[Opening DATA TO USE section]

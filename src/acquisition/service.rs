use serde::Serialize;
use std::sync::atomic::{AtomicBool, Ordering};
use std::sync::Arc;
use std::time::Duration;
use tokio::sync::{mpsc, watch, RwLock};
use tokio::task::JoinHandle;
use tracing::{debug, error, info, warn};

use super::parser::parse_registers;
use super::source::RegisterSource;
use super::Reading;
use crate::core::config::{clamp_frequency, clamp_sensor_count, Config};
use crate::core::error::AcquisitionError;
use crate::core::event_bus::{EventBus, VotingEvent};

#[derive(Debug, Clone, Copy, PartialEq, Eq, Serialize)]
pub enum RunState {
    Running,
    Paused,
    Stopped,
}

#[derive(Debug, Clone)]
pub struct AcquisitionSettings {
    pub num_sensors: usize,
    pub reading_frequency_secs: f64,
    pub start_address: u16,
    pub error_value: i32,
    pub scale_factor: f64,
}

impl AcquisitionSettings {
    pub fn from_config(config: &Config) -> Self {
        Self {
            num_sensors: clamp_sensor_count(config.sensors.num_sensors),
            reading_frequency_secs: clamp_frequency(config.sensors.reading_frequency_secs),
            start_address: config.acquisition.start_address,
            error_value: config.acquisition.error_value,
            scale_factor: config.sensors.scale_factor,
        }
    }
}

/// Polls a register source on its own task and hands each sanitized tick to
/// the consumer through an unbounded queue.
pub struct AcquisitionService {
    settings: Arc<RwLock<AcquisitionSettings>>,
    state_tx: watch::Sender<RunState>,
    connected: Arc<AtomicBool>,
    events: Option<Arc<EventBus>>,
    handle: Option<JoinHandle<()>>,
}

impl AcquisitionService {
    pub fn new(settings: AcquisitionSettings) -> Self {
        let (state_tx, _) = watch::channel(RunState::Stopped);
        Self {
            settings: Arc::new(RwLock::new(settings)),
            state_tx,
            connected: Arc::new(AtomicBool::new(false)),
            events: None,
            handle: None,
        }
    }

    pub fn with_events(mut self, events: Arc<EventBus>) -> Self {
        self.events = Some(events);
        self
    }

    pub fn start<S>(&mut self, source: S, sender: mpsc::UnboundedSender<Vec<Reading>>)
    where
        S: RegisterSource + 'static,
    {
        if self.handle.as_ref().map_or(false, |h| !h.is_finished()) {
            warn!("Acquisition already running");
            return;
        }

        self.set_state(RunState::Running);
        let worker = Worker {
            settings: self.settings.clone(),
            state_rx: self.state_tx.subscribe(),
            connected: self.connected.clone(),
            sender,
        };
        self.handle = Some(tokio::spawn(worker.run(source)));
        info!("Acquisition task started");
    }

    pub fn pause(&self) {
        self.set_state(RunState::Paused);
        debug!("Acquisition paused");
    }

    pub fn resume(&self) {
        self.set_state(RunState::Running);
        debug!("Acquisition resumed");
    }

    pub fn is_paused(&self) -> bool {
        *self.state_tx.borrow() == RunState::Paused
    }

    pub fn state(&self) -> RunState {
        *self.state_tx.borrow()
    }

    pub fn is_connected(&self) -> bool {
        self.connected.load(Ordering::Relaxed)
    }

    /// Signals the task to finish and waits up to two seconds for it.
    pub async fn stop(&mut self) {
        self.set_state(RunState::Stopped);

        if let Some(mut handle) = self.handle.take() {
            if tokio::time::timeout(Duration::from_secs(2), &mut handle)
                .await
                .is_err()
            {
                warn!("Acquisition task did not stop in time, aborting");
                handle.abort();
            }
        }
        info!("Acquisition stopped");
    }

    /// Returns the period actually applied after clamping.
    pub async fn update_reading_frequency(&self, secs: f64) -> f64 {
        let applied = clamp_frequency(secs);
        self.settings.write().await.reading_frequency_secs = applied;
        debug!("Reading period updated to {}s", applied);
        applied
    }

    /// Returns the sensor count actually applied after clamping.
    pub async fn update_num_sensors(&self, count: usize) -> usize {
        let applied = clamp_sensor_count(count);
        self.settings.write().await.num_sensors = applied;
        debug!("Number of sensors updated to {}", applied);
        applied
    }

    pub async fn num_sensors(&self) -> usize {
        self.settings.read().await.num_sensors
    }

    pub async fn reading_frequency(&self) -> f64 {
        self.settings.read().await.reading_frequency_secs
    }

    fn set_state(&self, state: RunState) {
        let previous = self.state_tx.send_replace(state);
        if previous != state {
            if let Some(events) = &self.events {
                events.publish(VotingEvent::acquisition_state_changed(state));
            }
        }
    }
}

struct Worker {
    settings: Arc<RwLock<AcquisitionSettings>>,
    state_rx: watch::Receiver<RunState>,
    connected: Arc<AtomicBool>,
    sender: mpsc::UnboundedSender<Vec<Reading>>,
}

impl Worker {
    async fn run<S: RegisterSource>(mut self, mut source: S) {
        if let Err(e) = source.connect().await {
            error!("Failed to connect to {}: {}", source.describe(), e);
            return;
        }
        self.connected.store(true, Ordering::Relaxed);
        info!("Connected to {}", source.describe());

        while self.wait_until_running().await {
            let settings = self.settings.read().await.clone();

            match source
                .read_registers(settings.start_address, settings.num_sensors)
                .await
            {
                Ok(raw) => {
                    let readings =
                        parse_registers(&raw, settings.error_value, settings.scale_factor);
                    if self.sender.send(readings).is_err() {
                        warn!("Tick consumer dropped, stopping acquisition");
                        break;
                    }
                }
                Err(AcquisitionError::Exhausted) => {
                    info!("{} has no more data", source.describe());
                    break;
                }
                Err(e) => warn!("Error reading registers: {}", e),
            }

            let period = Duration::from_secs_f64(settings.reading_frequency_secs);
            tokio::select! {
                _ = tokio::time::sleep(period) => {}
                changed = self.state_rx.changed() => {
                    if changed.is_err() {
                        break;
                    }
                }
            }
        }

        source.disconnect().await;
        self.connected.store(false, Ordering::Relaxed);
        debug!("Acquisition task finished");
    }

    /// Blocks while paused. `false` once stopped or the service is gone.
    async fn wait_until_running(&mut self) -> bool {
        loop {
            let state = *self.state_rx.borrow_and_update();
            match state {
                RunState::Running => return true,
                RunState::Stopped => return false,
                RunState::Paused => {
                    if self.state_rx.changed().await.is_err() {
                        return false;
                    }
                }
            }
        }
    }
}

[Closing DATA TO USE section]

> _WHAT TO PRODUCE_:
Extract from the data every line where "crate" shows up.

> _EXPECTED OUTPUT_:
use crate::core::config::{clamp_frequency, clamp_sensor_count, Config};
use crate::core::error::AcquisitionError;
use crate::core::event_bus::{EventBus, VotingEvent};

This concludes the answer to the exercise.